--- INSTRUCTIONS FOR THE TASK ---
Give the number of lines in the records below that include "ProductStatus". Reply with that number alone.

--- RECORD EXCERPTS ---
- - - - - - -
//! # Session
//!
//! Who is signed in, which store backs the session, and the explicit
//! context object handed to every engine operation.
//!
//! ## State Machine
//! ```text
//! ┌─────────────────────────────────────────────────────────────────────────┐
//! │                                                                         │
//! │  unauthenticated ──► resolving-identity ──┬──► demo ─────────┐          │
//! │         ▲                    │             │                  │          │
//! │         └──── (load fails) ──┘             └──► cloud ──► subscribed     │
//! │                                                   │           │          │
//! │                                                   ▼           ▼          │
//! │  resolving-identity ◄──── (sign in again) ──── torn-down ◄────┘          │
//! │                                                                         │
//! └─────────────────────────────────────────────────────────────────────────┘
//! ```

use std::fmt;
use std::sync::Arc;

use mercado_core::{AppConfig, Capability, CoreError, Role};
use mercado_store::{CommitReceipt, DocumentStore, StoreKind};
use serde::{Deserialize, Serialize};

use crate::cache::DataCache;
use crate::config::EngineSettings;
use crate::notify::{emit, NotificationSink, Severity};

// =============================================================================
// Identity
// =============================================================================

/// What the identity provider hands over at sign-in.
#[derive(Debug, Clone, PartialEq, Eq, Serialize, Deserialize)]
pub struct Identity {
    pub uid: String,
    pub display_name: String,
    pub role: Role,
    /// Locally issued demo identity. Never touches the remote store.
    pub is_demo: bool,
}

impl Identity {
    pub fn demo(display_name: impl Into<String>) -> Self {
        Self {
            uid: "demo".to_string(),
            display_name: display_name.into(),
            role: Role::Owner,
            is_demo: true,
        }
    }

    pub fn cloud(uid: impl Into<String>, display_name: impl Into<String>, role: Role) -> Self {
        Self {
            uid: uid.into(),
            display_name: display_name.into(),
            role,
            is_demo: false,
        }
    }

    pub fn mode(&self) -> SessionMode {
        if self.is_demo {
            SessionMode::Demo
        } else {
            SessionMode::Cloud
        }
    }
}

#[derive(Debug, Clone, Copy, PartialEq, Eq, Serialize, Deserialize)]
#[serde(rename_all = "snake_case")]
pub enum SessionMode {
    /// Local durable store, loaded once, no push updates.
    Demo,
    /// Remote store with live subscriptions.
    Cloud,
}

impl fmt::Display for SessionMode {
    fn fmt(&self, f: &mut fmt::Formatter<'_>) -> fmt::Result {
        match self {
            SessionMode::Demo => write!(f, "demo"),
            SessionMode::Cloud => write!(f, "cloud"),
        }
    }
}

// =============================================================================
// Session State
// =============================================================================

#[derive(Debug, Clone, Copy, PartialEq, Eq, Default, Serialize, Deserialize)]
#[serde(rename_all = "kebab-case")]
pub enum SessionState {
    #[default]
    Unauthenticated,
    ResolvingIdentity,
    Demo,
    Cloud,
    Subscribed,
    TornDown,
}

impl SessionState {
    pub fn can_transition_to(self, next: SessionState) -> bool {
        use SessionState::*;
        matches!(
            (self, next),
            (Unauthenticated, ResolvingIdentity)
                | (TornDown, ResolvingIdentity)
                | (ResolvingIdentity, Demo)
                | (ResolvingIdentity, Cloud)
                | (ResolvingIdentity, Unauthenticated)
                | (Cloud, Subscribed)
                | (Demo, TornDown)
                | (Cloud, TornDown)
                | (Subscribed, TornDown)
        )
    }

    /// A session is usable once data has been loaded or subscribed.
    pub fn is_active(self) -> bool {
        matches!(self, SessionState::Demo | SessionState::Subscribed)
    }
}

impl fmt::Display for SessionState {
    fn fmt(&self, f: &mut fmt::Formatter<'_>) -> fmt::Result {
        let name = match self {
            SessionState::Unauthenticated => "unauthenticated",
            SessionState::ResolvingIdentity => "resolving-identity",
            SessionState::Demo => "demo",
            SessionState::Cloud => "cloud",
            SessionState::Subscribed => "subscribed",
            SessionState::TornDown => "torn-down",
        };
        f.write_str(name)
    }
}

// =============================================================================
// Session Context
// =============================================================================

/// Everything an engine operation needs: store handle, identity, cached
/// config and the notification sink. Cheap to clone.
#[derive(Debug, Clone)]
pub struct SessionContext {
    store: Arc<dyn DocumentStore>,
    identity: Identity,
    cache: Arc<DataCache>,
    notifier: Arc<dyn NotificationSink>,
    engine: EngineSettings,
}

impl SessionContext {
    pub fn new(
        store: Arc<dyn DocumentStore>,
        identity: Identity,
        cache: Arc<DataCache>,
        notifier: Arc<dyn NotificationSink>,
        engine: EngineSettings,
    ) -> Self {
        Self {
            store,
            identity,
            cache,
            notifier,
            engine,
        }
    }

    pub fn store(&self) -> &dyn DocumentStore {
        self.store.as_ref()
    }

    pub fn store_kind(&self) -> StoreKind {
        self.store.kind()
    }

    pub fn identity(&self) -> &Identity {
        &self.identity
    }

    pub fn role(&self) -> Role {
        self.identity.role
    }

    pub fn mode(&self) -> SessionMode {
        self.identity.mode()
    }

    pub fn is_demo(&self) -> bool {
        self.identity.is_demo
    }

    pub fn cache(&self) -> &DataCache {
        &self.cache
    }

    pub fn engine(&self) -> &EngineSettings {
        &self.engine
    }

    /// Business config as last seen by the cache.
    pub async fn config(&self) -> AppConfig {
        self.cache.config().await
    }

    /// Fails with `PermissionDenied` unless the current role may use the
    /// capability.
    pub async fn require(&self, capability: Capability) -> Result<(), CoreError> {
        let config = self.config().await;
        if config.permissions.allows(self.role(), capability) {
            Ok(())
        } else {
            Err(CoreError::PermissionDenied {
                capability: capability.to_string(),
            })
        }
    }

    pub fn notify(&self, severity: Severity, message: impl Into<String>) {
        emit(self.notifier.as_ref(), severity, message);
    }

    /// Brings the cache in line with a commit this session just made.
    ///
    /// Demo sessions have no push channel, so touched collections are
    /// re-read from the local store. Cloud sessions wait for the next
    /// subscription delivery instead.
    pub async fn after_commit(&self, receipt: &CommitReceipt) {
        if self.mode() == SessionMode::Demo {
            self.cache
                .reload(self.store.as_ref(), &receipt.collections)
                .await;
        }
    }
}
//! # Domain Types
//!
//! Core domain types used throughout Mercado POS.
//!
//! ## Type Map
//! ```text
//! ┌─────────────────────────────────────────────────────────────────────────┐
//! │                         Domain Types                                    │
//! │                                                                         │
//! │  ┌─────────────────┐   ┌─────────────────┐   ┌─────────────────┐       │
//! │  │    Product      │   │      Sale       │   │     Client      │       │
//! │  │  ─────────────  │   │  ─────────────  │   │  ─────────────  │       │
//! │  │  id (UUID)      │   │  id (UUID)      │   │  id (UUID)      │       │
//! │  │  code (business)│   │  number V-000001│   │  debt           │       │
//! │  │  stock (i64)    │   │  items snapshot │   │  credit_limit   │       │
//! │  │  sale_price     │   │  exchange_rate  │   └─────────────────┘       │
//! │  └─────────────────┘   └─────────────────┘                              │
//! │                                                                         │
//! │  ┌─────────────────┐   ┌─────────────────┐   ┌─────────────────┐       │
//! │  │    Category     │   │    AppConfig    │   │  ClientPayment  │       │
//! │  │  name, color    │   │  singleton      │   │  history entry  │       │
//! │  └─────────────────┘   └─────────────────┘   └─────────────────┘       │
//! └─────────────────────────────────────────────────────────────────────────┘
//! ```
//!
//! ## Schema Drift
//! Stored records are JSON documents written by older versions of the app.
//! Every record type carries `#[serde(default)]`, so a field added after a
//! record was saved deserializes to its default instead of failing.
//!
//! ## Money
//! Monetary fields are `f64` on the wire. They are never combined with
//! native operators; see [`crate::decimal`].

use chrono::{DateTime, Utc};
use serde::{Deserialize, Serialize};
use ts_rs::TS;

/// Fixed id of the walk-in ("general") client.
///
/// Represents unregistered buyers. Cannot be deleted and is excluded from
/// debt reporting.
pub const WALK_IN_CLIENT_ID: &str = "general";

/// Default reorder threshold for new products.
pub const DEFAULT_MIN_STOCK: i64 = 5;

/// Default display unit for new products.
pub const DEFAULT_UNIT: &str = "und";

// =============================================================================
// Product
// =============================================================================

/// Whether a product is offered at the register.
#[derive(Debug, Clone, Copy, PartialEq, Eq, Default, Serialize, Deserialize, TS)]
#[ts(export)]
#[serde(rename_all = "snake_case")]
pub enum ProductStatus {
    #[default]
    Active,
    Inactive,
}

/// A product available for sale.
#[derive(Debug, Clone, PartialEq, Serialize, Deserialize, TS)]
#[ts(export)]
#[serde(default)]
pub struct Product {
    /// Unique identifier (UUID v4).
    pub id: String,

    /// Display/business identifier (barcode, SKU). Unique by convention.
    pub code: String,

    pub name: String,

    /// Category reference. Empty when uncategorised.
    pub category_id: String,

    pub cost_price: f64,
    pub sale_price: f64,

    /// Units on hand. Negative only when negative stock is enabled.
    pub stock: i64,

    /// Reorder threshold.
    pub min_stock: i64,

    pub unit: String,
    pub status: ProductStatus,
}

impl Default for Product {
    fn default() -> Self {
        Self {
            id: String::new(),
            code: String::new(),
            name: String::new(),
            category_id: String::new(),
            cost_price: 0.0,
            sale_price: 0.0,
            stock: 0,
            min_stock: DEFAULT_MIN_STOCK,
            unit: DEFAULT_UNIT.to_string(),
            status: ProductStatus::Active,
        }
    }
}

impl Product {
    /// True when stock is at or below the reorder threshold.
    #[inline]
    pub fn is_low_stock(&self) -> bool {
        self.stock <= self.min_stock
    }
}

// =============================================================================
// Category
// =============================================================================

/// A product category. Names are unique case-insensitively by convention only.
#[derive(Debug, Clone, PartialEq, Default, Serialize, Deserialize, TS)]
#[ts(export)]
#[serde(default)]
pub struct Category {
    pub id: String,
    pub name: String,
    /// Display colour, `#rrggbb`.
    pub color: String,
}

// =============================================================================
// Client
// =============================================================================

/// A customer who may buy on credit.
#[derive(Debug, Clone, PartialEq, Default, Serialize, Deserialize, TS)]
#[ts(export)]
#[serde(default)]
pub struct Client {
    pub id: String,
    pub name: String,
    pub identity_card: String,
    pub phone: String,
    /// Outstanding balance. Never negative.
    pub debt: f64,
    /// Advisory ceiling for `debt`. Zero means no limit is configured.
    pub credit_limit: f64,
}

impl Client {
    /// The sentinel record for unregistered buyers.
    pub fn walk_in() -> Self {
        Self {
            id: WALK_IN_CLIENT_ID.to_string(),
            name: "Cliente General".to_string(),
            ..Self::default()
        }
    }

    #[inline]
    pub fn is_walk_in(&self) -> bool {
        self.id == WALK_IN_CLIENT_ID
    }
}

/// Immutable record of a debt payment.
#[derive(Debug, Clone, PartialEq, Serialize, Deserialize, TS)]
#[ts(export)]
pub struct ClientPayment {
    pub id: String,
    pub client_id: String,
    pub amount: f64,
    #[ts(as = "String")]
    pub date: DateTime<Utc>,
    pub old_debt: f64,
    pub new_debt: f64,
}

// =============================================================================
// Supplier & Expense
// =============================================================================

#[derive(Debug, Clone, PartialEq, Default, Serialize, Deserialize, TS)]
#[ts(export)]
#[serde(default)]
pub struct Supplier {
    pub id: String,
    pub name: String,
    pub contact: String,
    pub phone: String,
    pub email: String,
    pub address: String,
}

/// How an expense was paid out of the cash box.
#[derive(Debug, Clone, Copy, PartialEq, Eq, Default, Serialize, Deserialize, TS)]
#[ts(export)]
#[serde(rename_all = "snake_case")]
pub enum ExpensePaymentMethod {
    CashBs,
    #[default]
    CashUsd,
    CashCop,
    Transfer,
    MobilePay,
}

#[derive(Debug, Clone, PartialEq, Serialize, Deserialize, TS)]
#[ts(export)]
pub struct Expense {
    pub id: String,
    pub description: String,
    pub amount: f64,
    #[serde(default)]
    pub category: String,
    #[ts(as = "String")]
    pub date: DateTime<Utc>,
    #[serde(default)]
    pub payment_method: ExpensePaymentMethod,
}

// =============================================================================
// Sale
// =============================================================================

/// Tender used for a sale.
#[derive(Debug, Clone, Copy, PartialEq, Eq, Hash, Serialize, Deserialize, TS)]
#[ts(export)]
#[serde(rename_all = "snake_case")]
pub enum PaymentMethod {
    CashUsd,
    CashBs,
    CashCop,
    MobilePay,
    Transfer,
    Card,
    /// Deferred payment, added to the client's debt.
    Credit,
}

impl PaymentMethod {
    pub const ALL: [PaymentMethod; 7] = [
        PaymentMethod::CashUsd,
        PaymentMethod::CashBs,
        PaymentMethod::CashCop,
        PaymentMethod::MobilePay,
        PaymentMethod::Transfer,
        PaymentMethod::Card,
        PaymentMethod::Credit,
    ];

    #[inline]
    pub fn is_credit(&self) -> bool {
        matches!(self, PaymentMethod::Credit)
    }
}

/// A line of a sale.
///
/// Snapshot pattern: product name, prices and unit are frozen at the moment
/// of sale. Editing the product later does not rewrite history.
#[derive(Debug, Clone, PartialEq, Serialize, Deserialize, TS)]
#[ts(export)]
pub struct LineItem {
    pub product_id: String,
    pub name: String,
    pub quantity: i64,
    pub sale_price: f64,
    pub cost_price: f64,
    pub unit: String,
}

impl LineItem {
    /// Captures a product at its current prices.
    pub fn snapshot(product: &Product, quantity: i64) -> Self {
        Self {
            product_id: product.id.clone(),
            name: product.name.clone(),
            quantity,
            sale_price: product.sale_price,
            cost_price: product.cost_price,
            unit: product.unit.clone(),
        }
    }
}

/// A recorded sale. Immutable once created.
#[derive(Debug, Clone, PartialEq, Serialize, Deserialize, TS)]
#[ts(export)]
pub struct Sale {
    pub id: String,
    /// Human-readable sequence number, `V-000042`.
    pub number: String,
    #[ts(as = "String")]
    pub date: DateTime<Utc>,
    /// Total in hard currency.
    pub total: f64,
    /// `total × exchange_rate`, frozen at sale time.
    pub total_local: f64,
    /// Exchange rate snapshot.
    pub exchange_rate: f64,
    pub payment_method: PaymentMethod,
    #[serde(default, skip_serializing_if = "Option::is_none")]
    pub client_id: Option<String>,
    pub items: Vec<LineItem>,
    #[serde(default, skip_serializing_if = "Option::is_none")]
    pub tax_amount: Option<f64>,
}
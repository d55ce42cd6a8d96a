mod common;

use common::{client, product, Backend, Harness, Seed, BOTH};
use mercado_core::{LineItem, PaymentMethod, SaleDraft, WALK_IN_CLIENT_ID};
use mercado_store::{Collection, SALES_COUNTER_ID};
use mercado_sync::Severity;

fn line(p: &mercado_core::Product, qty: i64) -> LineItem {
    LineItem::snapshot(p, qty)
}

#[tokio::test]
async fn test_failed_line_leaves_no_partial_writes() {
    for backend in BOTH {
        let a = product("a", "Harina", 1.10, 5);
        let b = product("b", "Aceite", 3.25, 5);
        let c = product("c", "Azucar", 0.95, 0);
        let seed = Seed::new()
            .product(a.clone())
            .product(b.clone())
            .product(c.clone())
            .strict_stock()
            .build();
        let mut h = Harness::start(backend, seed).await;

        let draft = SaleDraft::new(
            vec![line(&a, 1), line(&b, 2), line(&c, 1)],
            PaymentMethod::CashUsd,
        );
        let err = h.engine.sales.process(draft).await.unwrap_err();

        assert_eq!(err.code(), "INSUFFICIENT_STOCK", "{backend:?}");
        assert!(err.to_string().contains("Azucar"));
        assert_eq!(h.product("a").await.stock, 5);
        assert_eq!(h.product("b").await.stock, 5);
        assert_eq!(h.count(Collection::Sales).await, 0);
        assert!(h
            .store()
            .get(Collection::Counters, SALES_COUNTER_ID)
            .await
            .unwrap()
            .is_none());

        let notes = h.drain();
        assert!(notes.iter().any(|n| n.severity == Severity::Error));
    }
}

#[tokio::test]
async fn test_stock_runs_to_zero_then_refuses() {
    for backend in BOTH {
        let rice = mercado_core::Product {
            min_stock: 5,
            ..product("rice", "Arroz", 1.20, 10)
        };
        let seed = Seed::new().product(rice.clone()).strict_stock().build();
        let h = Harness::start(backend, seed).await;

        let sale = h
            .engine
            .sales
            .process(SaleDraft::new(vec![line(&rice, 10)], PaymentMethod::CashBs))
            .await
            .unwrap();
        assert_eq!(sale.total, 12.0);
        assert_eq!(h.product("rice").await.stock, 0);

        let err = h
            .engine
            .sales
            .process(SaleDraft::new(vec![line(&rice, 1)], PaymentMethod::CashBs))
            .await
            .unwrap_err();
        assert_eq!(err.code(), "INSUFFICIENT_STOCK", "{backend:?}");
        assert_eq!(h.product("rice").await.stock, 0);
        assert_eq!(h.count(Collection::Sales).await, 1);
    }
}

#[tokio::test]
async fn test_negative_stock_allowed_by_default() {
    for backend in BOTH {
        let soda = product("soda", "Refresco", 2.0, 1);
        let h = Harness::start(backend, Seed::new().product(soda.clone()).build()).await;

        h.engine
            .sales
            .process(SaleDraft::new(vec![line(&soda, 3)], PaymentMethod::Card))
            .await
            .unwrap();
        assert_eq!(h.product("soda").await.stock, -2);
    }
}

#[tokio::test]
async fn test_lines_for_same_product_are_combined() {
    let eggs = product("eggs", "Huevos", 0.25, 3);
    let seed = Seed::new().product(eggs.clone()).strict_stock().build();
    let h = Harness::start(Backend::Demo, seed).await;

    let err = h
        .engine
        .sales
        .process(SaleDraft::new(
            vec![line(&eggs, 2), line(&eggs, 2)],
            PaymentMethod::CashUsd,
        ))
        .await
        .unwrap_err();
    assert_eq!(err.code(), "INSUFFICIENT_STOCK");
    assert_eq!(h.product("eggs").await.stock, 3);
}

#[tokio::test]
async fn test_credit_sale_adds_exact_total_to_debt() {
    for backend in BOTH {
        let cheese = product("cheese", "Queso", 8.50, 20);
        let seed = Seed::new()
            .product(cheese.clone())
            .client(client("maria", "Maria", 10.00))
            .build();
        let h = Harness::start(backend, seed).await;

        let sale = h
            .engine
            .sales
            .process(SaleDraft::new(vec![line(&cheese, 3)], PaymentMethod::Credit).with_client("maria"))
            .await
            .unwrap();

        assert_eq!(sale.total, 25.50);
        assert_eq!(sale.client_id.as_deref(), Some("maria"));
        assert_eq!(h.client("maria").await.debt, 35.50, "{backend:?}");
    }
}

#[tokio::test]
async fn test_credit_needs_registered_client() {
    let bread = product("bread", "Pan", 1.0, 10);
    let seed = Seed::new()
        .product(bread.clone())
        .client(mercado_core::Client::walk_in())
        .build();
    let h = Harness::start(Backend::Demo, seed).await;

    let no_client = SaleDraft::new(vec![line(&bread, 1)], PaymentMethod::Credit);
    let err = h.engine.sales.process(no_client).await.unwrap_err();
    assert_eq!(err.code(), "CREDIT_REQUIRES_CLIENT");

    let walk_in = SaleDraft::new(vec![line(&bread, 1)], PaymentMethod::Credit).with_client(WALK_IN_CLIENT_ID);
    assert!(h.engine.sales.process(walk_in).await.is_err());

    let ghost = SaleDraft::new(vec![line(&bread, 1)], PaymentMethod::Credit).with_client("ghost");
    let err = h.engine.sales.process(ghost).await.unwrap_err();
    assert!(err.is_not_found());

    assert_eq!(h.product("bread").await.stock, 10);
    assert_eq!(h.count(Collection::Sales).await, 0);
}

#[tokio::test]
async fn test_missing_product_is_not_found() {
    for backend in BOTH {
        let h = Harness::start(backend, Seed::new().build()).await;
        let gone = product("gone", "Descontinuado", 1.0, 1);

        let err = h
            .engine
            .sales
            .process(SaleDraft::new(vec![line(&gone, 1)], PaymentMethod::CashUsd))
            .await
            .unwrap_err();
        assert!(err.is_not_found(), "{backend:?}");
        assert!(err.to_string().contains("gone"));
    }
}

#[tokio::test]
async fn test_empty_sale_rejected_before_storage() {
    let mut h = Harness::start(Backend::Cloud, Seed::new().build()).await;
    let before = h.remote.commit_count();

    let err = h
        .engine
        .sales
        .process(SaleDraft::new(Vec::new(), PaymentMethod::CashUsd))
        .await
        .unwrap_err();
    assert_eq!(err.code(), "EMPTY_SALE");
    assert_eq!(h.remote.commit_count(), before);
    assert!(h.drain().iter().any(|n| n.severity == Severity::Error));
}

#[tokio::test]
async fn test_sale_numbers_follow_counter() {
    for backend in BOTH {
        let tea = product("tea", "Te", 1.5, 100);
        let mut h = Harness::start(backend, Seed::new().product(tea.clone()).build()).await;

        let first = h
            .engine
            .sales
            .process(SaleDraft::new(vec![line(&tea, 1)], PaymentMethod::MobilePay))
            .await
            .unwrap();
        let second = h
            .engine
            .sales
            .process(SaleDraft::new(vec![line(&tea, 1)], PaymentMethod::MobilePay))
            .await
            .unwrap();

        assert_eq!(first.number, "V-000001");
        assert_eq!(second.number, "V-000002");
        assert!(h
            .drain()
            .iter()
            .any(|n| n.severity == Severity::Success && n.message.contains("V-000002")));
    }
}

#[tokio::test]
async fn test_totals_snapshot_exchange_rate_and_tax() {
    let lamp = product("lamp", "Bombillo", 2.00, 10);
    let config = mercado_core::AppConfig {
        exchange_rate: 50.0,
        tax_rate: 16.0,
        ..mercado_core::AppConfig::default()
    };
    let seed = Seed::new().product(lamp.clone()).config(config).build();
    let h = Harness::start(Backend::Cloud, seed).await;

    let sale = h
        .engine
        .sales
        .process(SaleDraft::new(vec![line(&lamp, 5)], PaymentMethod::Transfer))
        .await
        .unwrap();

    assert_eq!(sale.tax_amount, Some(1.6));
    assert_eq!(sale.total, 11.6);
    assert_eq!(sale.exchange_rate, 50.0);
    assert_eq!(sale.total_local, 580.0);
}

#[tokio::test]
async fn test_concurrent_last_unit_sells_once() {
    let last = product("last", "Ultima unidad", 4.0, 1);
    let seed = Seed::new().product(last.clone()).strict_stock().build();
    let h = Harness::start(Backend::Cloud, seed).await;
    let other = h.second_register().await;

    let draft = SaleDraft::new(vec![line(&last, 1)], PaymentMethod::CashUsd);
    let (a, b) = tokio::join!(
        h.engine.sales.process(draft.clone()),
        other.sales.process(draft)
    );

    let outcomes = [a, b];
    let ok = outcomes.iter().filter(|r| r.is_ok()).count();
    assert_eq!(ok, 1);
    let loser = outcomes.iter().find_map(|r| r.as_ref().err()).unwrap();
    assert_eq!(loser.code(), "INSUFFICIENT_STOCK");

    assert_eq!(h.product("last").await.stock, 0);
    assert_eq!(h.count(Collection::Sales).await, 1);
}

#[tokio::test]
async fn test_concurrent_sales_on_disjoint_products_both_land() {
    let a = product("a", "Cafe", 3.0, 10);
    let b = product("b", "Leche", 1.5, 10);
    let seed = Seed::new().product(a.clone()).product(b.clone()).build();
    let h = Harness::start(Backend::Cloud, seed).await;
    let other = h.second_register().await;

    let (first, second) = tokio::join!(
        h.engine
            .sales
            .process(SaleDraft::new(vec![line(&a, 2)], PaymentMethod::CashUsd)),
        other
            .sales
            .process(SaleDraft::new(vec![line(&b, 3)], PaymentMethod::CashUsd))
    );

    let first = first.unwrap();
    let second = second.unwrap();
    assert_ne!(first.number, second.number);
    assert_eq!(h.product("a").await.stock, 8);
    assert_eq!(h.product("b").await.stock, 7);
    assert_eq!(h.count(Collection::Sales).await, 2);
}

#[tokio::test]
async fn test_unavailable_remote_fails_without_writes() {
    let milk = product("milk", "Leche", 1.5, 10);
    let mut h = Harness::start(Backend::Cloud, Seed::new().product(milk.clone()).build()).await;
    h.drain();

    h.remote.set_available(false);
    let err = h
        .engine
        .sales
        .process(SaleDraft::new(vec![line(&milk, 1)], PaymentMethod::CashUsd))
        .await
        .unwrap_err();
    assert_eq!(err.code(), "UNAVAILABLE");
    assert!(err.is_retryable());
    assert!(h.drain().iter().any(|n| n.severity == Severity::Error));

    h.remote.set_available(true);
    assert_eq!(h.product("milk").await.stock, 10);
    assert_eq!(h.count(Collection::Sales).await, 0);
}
- - - - - - -
--- ANSWER BELOW ---
3